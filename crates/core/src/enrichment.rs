//! Recommendation and severity lookup for a final diagnosis.

use crate::constants::{FALLBACK_RECOMMENDATION, FALLBACK_SEVERITY};
use crate::loader::{read_json, read_yaml};
use crate::EngineResult;
use medassist_types::DiagnosisLabel;
use serde::Serialize;
use std::collections::HashMap;
use std::path::Path;

/// Recommendation text and severity label attached to a diagnosis.
#[derive(Debug, Clone, PartialEq, Eq, Serialize)]
pub struct Enrichment {
    pub recommendation: String,
    pub severity: String,
}

/// Static diagnosis → recommendation and diagnosis → severity tables.
#[derive(Debug, Clone, Default)]
pub struct EnrichmentTables {
    recommendations: HashMap<DiagnosisLabel, String>,
    severities: HashMap<DiagnosisLabel, String>,
}

impl EnrichmentTables {
    pub fn new(
        recommendations: HashMap<DiagnosisLabel, String>,
        severities: HashMap<DiagnosisLabel, String>,
    ) -> Self {
        Self {
            recommendations,
            severities,
        }
    }

    /// Loads the recommendation table (JSON) and the severity table (YAML).
    ///
    /// # Errors
    ///
    /// Returns an `EngineError` if either file cannot be read or parsed.
    pub fn load(recommendations: &Path, severities: &Path) -> EngineResult<Self> {
        let tables = Self::new(read_json(recommendations)?, read_yaml(severities)?);
        tracing::info!(
            "loaded {} recommendations and {} severities",
            tables.recommendations.len(),
            tables.severities.len()
        );
        Ok(tables)
    }

    /// Looks up both texts for `diagnosis`, falling back to fixed strings on a miss.
    pub fn enrich(&self, diagnosis: &str) -> Enrichment {
        let recommendation = self
            .recommendations
            .get(diagnosis)
            .map_or(FALLBACK_RECOMMENDATION, String::as_str);
        let severity = self
            .severities
            .get(diagnosis)
            .map_or(FALLBACK_SEVERITY, String::as_str);

        Enrichment {
            recommendation: recommendation.to_owned(),
            severity: severity.to_owned(),
        }
    }
}
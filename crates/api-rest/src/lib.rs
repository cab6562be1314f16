//! # API REST
//!
//! REST API implementation for medassist.
//!
//! Handles:
//! - HTTP endpoints with axum
//! - OpenAPI/Swagger documentation
//! - REST-specific concerns (JSON serialization, CORS, session ids)
//!
//! Uses `api-shared` for wire types and `medassist-core` for everything else.

#![warn(rust_2018_idioms)]

use axum::{
    extract::{Path as AxumPath, State},
    http::StatusCode,
    response::Json,
    routing::{get, post},
    Router,
};
use std::path::PathBuf;
use std::sync::Arc;
use tower_http::cors::CorsLayer;
use utoipa::OpenApi;
use utoipa_swagger_ui::SwaggerUi;
use uuid::Uuid;

use api_shared::{
    DiagnoseReq, DiagnoseRes, DiagnosisResultDto, HealthRes, HealthService, HistoryEntryDto,
    HistoryRes, Outcome,
};
use medassist_core::{
    resolve_data_dir, CoreConfig, DiagnosisContext, DiagnosisResponse, DiagnosisResult,
    DiagnosisService, DiagnosisSource,
};

/// Application state shared across REST API handlers.
#[derive(Clone)]
pub struct AppState {
    service: DiagnosisService,
}

impl AppState {
    pub fn new(service: DiagnosisService) -> Self {
        Self { service }
    }

    /// Resolves the data directory, loads every reference table and builds the service.
    ///
    /// # Errors
    ///
    /// Returns an error if the data directory cannot be found or any table fails to load. The
    /// server must not start in that case.
    pub fn load(data_dir_override: Option<PathBuf>) -> anyhow::Result<Self> {
        let data_dir = resolve_data_dir(data_dir_override)?;
        tracing::info!("-- Loading reference data from {}", data_dir.display());
        let cfg = CoreConfig::new(data_dir)?;
        let ctx = DiagnosisContext::load(&cfg)?;
        Ok(Self::new(DiagnosisService::new(Arc::new(ctx))))
    }
}

#[derive(OpenApi)]
#[openapi(
    paths(health, diagnose, history),
    components(schemas(
        HealthRes,
        DiagnoseReq,
        DiagnoseRes,
        DiagnosisResultDto,
        HistoryEntryDto,
        HistoryRes,
        Outcome,
    ))
)]
pub struct ApiDoc;

/// Builds the REST router with Swagger UI and permissive CORS.
pub fn router(state: AppState) -> Router {
    Router::new()
        .route("/health", get(health))
        .route("/diagnose", post(diagnose))
        .route("/history/:session_id", get(history))
        .merge(SwaggerUi::new("/swagger-ui").url("/api-docs/openapi.json", ApiDoc::openapi()))
        .layer(CorsLayer::permissive())
        .with_state(state)
}

/// Binds `addr` and serves the router until the process exits.
///
/// # Errors
///
/// Returns an error if the address cannot be bound or the server fails while running.
pub async fn serve(addr: &str, state: AppState) -> anyhow::Result<()> {
    let listener = tokio::net::TcpListener::bind(addr).await?;
    tracing::info!("++ medassist REST listening on {}", listener.local_addr()?);
    axum::serve(listener, router(state)).await?;
    Ok(())
}

fn source_name(source: DiagnosisSource) -> &'static str {
    match source {
        DiagnosisSource::Classifier => "classifier",
        DiagnosisSource::ExactRule => "exact_rule",
        DiagnosisSource::PartialRule => "partial_rule",
    }
}

fn result_dto(result: &DiagnosisResult) -> DiagnosisResultDto {
    DiagnosisResultDto {
        diagnosis: result.diagnosis.to_string(),
        confidence: result.confidence,
        severity: result.severity.clone(),
        recommendation: result.recommendation.clone(),
        source: source_name(result.source).into(),
    }
}

#[utoipa::path(
    get,
    path = "/health",
    responses(
        (status = 200, description = "Health check response", body = HealthRes)
    )
)]
/// Health check endpoint for the REST API.
///
/// Used for monitoring and load balancer health checks.
#[axum::debug_handler]
async fn health(State(_state): State<AppState>) -> Json<HealthRes> {
    Json(HealthService::check_health())
}

#[utoipa::path(
    post,
    path = "/diagnose",
    request_body = DiagnoseReq,
    responses(
        (status = 200, description = "Diagnosis outcome", body = DiagnoseRes),
        (status = 400, description = "Malformed session id")
    )
)]
/// Diagnose a free-text symptom description.
///
/// Every well-formed request returns 200: "no symptoms" and "no reliable diagnosis" are
/// ordinary outcomes, distinguished by `outcome`. Only diagnosed requests carry a `result` and a
/// `report`, and only they are recorded in the session history. A request without a
/// `session_id` is given a fresh one, which only becomes a stored session if a diagnosis is
/// recorded under it.
///
/// # Errors
/// Returns `400 Bad Request` if `session_id` is present but not a UUID.
#[axum::debug_handler]
async fn diagnose(
    State(state): State<AppState>,
    Json(req): Json<DiagnoseReq>,
) -> Result<Json<DiagnoseRes>, (StatusCode, &'static str)> {
    let session = match req.session_id.as_deref() {
        Some(raw) => Uuid::parse_str(raw)
            .map_err(|_| (StatusCode::BAD_REQUEST, "session_id must be a UUID"))?,
        // Stored only once a diagnosis is recorded under it.
        None => Uuid::new_v4(),
    };

    let response = state.service.diagnose_text(&req.message, Some(session));
    let message = response.message();

    let res = match response {
        DiagnosisResponse::NoSymptoms => DiagnoseRes {
            response: message,
            outcome: Outcome::NoSymptoms,
            symptoms: vec![],
            result: None,
            report: None,
            session_id: session.to_string(),
        },
        DiagnosisResponse::NoReliableDiagnosis { symptoms } => DiagnoseRes {
            response: message,
            outcome: Outcome::NoReliableDiagnosis,
            symptoms: symptoms.iter().map(ToString::to_string).collect(),
            result: None,
            report: None,
            session_id: session.to_string(),
        },
        DiagnosisResponse::Diagnosed {
            symptoms,
            result,
            report,
        } => DiagnoseRes {
            response: message,
            outcome: Outcome::Diagnosed,
            symptoms: symptoms.iter().map(ToString::to_string).collect(),
            result: Some(result_dto(&result)),
            report: Some(report),
            session_id: session.to_string(),
        },
    };

    Ok(Json(res))
}

#[utoipa::path(
    get,
    path = "/history/{session_id}",
    params(("session_id" = String, Path, description = "Session UUID")),
    responses(
        (status = 200, description = "Diagnoses recorded in the session", body = HistoryRes),
        (status = 404, description = "Unknown session")
    )
)]
/// List the diagnoses recorded for a session, oldest first.
///
/// # Errors
/// Returns `404 Not Found` if the id is malformed or no such session exists.
#[axum::debug_handler]
async fn history(
    State(state): State<AppState>,
    AxumPath(session_id): AxumPath<String>,
) -> Result<Json<HistoryRes>, (StatusCode, &'static str)> {
    let session = Uuid::parse_str(&session_id)
        .map_err(|_| (StatusCode::NOT_FOUND, "Unknown session"))?;
    let entries = state
        .service
        .history()
        .entries(session)
        .ok_or((StatusCode::NOT_FOUND, "Unknown session"))?;

    Ok(Json(HistoryRes {
        session_id: session.to_string(),
        entries: entries
            .into_iter()
            .map(|e| HistoryEntryDto {
                timestamp: e.timestamp.to_rfc3339(),
                input: e.input,
                diagnosis: e.diagnosis.to_string(),
                confidence: e.confidence,
                recommendation: e.recommendation,
            })
            .collect(),
    }))
}
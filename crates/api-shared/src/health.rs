use crate::dto::HealthRes;

/// Simple health service shared by the HTTP surfaces.
///
/// Provides a standardised way to check that the medassist service is up.
pub struct HealthService;

impl HealthService {
    /// Check health without creating an instance.
    ///
    /// The context is loaded before any server starts, so a running process is always able to
    /// diagnose.
    ///
    /// # Returns
    /// A `HealthRes` indicating the service is healthy.
    pub fn check_health() -> HealthRes {
        HealthRes {
            ok: true,
            message: "medassist is alive".into(),
        }
    }
}
//! Locale-form ↔ canonical symptom dictionary.
//!
//! The data file maps each canonical symptom (the classifier's vocabulary) to the user-facing
//! locale form. Normalisation runs the other way, so the table is inverted once at load time.

use crate::loader::read_json;
use crate::EngineResult;
use medassist_types::SymptomName;
use serde::de::{MapAccess, Visitor};
use serde::{Deserialize, Deserializer};
use std::collections::{BTreeMap, HashMap};
use std::fmt;
use std::path::Path;

/// `(canonical, locale)` pairs in the order they appear in the data file.
struct OrderedPairs(Vec<(SymptomName, SymptomName)>);

impl<'de> Deserialize<'de> for OrderedPairs {
    fn deserialize<D>(deserializer: D) -> Result<Self, D::Error>
    where
        D: Deserializer<'de>,
    {
        struct PairsVisitor;

        impl<'de> Visitor<'de> for PairsVisitor {
            type Value = OrderedPairs;

            fn expecting(&self, f: &mut fmt::Formatter<'_>) -> fmt::Result {
                f.write_str("an object of canonical to locale-form symptom names")
            }

            fn visit_map<A>(self, mut map: A) -> Result<Self::Value, A::Error>
            where
                A: MapAccess<'de>,
            {
                let mut pairs = Vec::with_capacity(map.size_hint().unwrap_or(0));
                while let Some(pair) = map.next_entry()? {
                    pairs.push(pair);
                }
                Ok(OrderedPairs(pairs))
            }
        }

        deserializer.deserialize_map(PairsVisitor)
    }
}

/// Bidirectional symptom dictionary.
#[derive(Debug, Clone, Default)]
pub struct SymptomDictionary {
    to_locale: BTreeMap<SymptomName, SymptomName>,
    to_canonical: HashMap<SymptomName, SymptomName>,
}

impl SymptomDictionary {
    /// Builds a dictionary from `(canonical, locale)` pairs, in file order.
    ///
    /// A later pair for the same canonical name replaces its earlier locale form. When two
    /// canonical names share a locale form, the later one wins for normalisation and a warning is
    /// logged.
    pub fn from_pairs(pairs: impl IntoIterator<Item = (SymptomName, SymptomName)>) -> Self {
        // Keeps each canonical name at its first position with its last locale form.
        let mut ordered: Vec<(SymptomName, SymptomName)> = Vec::new();
        let mut position: HashMap<SymptomName, usize> = HashMap::new();
        for (canonical, locale) in pairs {
            match position.get(&canonical) {
                Some(&index) => ordered[index].1 = locale,
                None => {
                    position.insert(canonical.clone(), ordered.len());
                    ordered.push((canonical, locale));
                }
            }
        }

        let mut to_canonical: HashMap<SymptomName, SymptomName> =
            HashMap::with_capacity(ordered.len());
        for (canonical, locale) in &ordered {
            if let Some(replaced) = to_canonical.insert(locale.clone(), canonical.clone()) {
                tracing::warn!(
                    "locale symptom '{}' maps to both '{}' and '{}'; keeping '{}'",
                    locale,
                    replaced,
                    canonical,
                    canonical
                );
            }
        }

        Self {
            to_locale: ordered.into_iter().collect(),
            to_canonical,
        }
    }

    /// Loads the dictionary from a JSON object of canonical → locale-form names.
    ///
    /// # Errors
    ///
    /// Returns an `EngineError` if the file cannot be read or is not a JSON object of non-empty
    /// strings.
    pub fn load(path: &Path) -> EngineResult<Self> {
        let OrderedPairs(pairs) = read_json(path)?;
        let dictionary = Self::from_pairs(pairs);
        tracing::info!(
            "loaded {} symptom dictionary entries from {}",
            dictionary.len(),
            path.display()
        );
        Ok(dictionary)
    }

    /// Maps a locale-form symptom to its canonical name.
    ///
    /// An unknown symptom is a valid outcome and yields `None`.
    pub fn normalize(&self, local: &str) -> Option<&SymptomName> {
        self.to_canonical.get(local)
    }

    /// Maps a canonical symptom to its locale form.
    pub fn localize(&self, canonical: &str) -> Option<&SymptomName> {
        self.to_locale.get(canonical)
    }

    /// All locale-form symptom names known to the dictionary.
    pub fn locale_terms(&self) -> impl Iterator<Item = &SymptomName> {
        self.to_canonical.keys()
    }

    pub fn len(&self) -> usize {
        self.to_locale.len()
    }

    pub fn is_empty(&self) -> bool {
        self.to_locale.is_empty()
    }
}
//! Symptom extraction from free text.
//!
//! Real extraction is an external concern; anything implementing [`SymptomExtractor`] can be
//! plugged into the diagnosis service. [`KeywordExtractor`] is the built-in fallback: it looks
//! for known locale-form symptom terms on word boundaries.

use crate::context::DiagnosisContext;
use medassist_types::SymptomName;
use std::collections::HashMap;

/// Turns free text into an ordered, deduplicated list of locale-form symptoms.
pub trait SymptomExtractor: Send + Sync {
    fn extract(&self, text: &str) -> Vec<SymptomName>;
}

/// Case-insensitive keyword spotter over a fixed vocabulary.
#[derive(Debug, Clone)]
pub struct KeywordExtractor {
    /// Lowercased search term → the form emitted for it.
    terms: HashMap<String, SymptomName>,
}

impl KeywordExtractor {
    /// Builds an extractor from a vocabulary. When two terms only differ by case the first one
    /// supplied is emitted.
    pub fn new<'a>(vocabulary: impl IntoIterator<Item = &'a SymptomName>) -> Self {
        let mut terms = HashMap::new();
        for term in vocabulary {
            terms
                .entry(term.as_str().to_lowercase())
                .or_insert_with(|| term.clone());
        }
        Self { terms }
    }

    /// Builds an extractor over every locale-form symptom the context knows about: the
    /// dictionary, the rule keys and the disease-reference rows.
    pub fn from_context(ctx: &DiagnosisContext) -> Self {
        let mut dictionary: Vec<&SymptomName> = ctx.dictionary().locale_terms().collect();
        dictionary.sort();
        let rules = ctx.rules().rules().iter().flat_map(|rule| rule.symptoms());
        Self::new(
            dictionary
                .into_iter()
                .chain(rules)
                .chain(ctx.diseases().symptom_terms()),
        )
    }

    pub fn len(&self) -> usize {
        self.terms.len()
    }

    pub fn is_empty(&self) -> bool {
        self.terms.is_empty()
    }
}

fn is_word_char(c: Option<char>) -> bool {
    c.is_some_and(char::is_alphanumeric)
}

impl SymptomExtractor for KeywordExtractor {
    fn extract(&self, text: &str) -> Vec<SymptomName> {
        let haystack = text.to_lowercase();

        let mut hits: Vec<(usize, usize, &SymptomName)> = Vec::new();
        for (term, emitted) in &self.terms {
            for (start, _) in haystack.match_indices(term.as_str()) {
                let end = start + term.len();
                let before = haystack[..start].chars().next_back();
                let after = haystack[end..].chars().next();
                if !is_word_char(before) && !is_word_char(after) {
                    hits.push((start, end, emitted));
                }
            }
        }

        // Earliest first; at the same position the longest term wins.
        hits.sort_by(|a, b| a.0.cmp(&b.0).then(b.1.cmp(&a.1)));

        let mut found: Vec<SymptomName> = Vec::new();
        let mut covered = 0;
        for (start, end, emitted) in hits {
            if start < covered {
                continue;
            }
            covered = end;
            if !found.contains(emitted) {
                found.push(emitted.clone());
            }
        }
        found
    }
}
use std::path::PathBuf;
use tracing_subscriber::{layer::SubscriberExt, util::SubscriberInitExt};

use api_rest::{serve, AppState};

/// Main entry point for the medassist application
///
/// Loads every reference table and the classifier once, then serves the REST API
/// (default port 3000). Any load failure stops the process before it accepts requests.
///
/// # Environment Variables
/// - `MEDASSIST_REST_ADDR`: REST server address (default: "0.0.0.0:3000")
/// - `MEDASSIST_DATA_DIR`: Reference data directory (default: search for `data/`)
/// - `RUST_LOG`: tracing filter directives
///
/// # Returns
/// * `Ok(())` - If the server starts and runs successfully
/// * `Err(anyhow::Error)` - If startup or the server fails
#[tokio::main]
async fn main() -> anyhow::Result<()> {
    dotenvy::dotenv().ok();

    tracing_subscriber::registry()
        .with(
            tracing_subscriber::EnvFilter::from_default_env()
                .add_directive("medassist_run=info".parse()?)
                .add_directive("medassist_core=info".parse()?)
                .add_directive("api_rest=info".parse()?),
        )
        .with(tracing_subscriber::fmt::layer())
        .init();

    let rest_addr =
        std::env::var("MEDASSIST_REST_ADDR").unwrap_or_else(|_| "0.0.0.0:3000".into());
    let data_dir = std::env::var("MEDASSIST_DATA_DIR").ok().map(PathBuf::from);

    tracing::info!("++ Starting medassist REST on {}", rest_addr);

    let state = AppState::load(data_dir)?;
    serve(&rest_addr, state).await
}
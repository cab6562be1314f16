use clap::{Parser, Subcommand};
use medassist_core::{
    parse_symptoms, resolve_data_dir, CoreConfig, DiagnosisContext, DiagnosisResponse,
    DiagnosisService,
};
use std::path::PathBuf;
use std::sync::Arc;

#[derive(Parser)]
#[command(name = "medassist")]
#[command(about = "Symptom-to-diagnosis assistant CLI")]
struct Cli {
    /// Reference data directory (default: search for data/)
    #[arg(long, global = true)]
    data_dir: Option<PathBuf>,

    #[command(subcommand)]
    command: Option<Commands>,
}

#[derive(Subcommand)]
enum Commands {
    /// Diagnose a free-text symptom description
    Diagnose {
        /// Symptom description, e.g. "tengo fiebre y tos"
        text: String,
        /// Write the markdown report to this path when a diagnosis is made
        #[arg(long)]
        report: Option<PathBuf>,
    },
    /// Diagnose an explicit list of locale-form symptoms, skipping extraction
    Symptoms {
        /// Symptoms, e.g. fiebre tos
        #[arg(required = true)]
        symptoms: Vec<String>,
    },
    /// Load every reference table and print a summary
    CheckData,
}

fn load_service(data_dir: Option<PathBuf>) -> Result<DiagnosisService, Box<dyn std::error::Error>> {
    let cfg = CoreConfig::new(resolve_data_dir(data_dir)?)?;
    let ctx = DiagnosisContext::load(&cfg)?;
    Ok(DiagnosisService::new(Arc::new(ctx)))
}

fn print_response(response: &DiagnosisResponse) {
    match response {
        DiagnosisResponse::Diagnosed { symptoms, .. }
        | DiagnosisResponse::NoReliableDiagnosis { symptoms } => {
            let names: Vec<&str> = symptoms.iter().map(|s| s.as_str()).collect();
            println!("Detected symptoms: {}", names.join(", "));
        }
        DiagnosisResponse::NoSymptoms => {}
    }
    println!("{}", response.message());
}

fn main() -> Result<(), Box<dyn std::error::Error>> {
    tracing_subscriber::fmt()
        .with_env_filter(
            tracing_subscriber::EnvFilter::from_default_env()
                .add_directive("medassist_core=warn".parse()?),
        )
        .with_writer(std::io::stderr)
        .init();

    let cli = Cli::parse();

    match cli.command {
        Some(Commands::Diagnose { text, report }) => {
            let service = load_service(cli.data_dir)?;
            let response = service.diagnose_text(&text, None);
            print_response(&response);

            if let (Some(path), DiagnosisResponse::Diagnosed { report: body, .. }) =
                (report, &response)
            {
                std::fs::write(&path, body)?;
                println!("Report written to {}", path.display());
            }
        }
        Some(Commands::Symptoms { symptoms }) => {
            let service = load_service(cli.data_dir)?;
            let parsed = parse_symptoms(&symptoms);
            let response = service.diagnose_symptoms(&parsed, &symptoms.join(", "), None);
            print_response(&response);
        }
        Some(Commands::CheckData) => {
            let cfg = CoreConfig::new(resolve_data_dir(cli.data_dir)?)?;
            let ctx = DiagnosisContext::load(&cfg)?;
            println!("Data directory: {}", cfg.data_dir().display());
            println!("Dictionary entries: {}", ctx.dictionary().len());
            println!(
                "Classifier columns: {}",
                ctx.classifier().columns().len()
            );
            println!("Rules: {}", ctx.rules().len());
            println!("Disease reference rows: {}", ctx.diseases().len());
        }
        None => {
            println!("Use 'medassist --help' for commands");
        }
    }

    Ok(())
}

--

▸ **BRIEF**
Look through the data above and return each line where the string "first" occurs.

▸ **RESULT OF THIS TASK**
/// List the diagnoses recorded for a session, oldest first.
        // Keeps each canonical name at its first position with its last locale form.
    /// Builds an extractor from a vocabulary. When two terms only differ by case the first one
        // Earliest first; at the same position the longest term wins.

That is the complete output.